[Directions] All that is needed is a count of the lines in this data that contain the word "Option".

[Saved data entries]
--------------------------------------------------

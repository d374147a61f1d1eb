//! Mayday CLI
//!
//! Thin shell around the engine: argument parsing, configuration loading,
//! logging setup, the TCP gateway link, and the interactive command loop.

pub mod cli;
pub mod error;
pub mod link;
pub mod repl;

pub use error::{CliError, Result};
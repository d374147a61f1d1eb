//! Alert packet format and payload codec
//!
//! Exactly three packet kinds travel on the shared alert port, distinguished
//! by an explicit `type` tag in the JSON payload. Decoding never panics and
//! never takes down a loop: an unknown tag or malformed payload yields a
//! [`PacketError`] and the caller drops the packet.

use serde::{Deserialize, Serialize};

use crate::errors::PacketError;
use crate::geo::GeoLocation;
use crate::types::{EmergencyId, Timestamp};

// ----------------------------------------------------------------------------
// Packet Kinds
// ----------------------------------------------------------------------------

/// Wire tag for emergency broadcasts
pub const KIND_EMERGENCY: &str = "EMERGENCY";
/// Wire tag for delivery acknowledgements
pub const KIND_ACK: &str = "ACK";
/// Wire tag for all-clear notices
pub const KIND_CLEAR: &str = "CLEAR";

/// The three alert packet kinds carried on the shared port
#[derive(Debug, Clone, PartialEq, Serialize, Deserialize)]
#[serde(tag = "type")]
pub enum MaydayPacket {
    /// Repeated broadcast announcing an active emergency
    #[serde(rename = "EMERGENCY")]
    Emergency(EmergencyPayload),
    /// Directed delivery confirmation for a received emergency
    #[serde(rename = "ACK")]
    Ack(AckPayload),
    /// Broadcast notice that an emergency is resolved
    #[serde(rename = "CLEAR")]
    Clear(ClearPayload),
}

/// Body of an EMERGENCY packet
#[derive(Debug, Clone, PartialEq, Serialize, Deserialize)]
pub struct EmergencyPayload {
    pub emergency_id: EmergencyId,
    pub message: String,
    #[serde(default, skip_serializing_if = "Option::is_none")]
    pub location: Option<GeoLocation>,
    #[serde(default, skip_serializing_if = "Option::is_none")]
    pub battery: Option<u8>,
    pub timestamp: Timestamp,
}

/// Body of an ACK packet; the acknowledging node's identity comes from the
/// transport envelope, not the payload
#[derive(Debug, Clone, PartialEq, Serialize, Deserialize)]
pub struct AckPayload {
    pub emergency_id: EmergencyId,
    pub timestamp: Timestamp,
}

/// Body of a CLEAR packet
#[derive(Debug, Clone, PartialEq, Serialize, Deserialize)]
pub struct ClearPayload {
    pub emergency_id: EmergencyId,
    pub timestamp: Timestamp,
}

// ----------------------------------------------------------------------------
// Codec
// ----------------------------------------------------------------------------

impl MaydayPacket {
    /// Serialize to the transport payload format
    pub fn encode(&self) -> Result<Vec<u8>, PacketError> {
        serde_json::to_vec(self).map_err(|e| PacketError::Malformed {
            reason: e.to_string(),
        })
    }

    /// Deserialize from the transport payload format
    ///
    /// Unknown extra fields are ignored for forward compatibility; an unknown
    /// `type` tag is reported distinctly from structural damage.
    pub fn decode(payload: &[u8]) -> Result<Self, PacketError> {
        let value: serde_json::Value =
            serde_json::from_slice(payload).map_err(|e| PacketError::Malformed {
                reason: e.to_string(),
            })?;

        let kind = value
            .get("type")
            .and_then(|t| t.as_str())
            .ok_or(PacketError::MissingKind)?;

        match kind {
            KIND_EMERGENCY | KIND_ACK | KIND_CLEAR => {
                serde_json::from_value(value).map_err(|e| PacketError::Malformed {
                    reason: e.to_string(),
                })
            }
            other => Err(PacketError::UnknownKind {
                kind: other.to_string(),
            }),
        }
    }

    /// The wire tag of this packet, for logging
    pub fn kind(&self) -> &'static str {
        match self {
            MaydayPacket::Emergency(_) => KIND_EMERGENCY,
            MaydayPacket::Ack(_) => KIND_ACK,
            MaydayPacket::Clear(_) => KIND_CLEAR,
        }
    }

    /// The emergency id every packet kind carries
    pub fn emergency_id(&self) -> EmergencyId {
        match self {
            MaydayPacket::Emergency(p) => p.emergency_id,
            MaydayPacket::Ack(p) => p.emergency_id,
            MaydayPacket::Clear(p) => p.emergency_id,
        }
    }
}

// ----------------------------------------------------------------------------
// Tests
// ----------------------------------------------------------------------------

--------------------------------------------------

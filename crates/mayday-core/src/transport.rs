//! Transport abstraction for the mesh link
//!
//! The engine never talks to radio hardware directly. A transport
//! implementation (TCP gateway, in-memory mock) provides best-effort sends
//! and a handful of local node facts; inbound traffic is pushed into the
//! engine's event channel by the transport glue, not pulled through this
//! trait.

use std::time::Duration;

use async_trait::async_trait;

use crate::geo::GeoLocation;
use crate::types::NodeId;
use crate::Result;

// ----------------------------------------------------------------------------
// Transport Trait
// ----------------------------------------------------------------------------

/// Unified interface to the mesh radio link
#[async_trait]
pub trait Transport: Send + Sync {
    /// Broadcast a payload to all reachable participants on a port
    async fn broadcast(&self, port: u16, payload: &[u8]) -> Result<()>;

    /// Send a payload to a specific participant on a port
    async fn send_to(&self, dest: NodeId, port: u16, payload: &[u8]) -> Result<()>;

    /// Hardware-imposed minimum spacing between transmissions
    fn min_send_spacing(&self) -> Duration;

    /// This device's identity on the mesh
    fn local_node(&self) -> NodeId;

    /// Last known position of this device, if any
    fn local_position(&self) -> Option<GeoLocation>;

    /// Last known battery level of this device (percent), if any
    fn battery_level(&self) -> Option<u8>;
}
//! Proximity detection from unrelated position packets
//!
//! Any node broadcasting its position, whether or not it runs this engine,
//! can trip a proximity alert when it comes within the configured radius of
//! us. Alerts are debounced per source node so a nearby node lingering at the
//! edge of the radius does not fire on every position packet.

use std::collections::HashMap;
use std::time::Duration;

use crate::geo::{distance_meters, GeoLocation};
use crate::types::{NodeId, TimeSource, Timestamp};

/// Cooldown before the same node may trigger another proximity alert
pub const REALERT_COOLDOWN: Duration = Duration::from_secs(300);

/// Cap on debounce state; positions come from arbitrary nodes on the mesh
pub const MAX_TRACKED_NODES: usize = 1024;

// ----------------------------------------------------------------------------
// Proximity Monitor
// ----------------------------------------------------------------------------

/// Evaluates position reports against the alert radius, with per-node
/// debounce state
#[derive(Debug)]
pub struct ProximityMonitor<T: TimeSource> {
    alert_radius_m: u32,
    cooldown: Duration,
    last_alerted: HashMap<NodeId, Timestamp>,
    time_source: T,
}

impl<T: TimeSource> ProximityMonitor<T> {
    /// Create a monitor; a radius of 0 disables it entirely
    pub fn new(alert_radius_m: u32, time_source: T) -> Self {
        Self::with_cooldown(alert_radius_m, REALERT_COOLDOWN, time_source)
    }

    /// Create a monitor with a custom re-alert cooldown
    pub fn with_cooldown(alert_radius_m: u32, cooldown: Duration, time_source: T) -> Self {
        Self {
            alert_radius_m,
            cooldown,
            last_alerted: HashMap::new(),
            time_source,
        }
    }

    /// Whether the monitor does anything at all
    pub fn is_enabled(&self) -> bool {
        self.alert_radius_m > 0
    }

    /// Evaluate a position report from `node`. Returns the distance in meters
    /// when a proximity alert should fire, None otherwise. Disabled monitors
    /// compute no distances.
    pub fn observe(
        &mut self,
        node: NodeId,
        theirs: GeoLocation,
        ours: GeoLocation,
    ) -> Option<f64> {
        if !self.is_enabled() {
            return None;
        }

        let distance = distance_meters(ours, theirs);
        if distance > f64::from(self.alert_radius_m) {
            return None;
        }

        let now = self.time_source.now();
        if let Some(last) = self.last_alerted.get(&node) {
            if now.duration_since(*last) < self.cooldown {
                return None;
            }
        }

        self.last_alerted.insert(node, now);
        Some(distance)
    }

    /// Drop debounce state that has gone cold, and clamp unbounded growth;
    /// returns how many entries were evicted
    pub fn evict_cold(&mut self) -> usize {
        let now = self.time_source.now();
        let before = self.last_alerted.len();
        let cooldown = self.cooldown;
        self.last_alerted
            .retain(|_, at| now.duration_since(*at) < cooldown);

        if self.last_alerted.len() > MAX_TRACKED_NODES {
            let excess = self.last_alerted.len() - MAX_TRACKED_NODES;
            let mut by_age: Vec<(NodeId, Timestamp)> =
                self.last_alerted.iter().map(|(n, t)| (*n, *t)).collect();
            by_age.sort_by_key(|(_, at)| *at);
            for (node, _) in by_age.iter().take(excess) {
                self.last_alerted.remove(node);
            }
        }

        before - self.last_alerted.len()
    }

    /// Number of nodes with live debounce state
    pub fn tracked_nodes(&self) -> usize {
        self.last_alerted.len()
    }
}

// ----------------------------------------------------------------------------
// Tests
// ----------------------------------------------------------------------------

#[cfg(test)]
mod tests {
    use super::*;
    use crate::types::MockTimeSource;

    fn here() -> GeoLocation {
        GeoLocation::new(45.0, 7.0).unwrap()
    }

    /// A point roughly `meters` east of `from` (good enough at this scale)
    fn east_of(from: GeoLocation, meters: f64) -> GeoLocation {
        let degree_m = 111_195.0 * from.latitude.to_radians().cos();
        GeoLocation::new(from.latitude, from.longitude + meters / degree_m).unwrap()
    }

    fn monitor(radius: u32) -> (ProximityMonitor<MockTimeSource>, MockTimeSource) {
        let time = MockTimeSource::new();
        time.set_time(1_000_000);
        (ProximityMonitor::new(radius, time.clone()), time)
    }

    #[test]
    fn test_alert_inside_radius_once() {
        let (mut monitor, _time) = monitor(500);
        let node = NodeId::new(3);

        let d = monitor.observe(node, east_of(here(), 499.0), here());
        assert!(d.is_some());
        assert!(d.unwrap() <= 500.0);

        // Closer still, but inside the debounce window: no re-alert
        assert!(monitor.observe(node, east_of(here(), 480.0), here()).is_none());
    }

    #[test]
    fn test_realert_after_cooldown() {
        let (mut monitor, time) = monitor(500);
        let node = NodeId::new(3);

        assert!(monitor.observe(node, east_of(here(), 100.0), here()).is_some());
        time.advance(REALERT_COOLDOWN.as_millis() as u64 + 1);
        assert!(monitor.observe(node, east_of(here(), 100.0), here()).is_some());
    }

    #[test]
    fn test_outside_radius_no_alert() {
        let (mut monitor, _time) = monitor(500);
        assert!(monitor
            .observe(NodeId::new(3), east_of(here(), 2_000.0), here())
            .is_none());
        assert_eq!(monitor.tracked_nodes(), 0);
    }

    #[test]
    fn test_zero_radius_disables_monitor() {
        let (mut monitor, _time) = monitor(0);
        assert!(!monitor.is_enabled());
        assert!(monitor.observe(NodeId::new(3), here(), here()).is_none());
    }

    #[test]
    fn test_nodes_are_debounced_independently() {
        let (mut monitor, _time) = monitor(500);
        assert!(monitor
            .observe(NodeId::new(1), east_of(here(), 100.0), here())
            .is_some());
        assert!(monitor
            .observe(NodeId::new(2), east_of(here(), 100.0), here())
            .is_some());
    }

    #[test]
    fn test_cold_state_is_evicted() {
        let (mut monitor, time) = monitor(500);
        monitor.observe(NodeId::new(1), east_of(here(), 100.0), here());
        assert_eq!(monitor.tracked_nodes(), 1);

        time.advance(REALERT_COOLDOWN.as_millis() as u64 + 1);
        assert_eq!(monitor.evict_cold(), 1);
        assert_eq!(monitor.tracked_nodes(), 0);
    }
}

--------------------------------------------------

[Solved problem] 7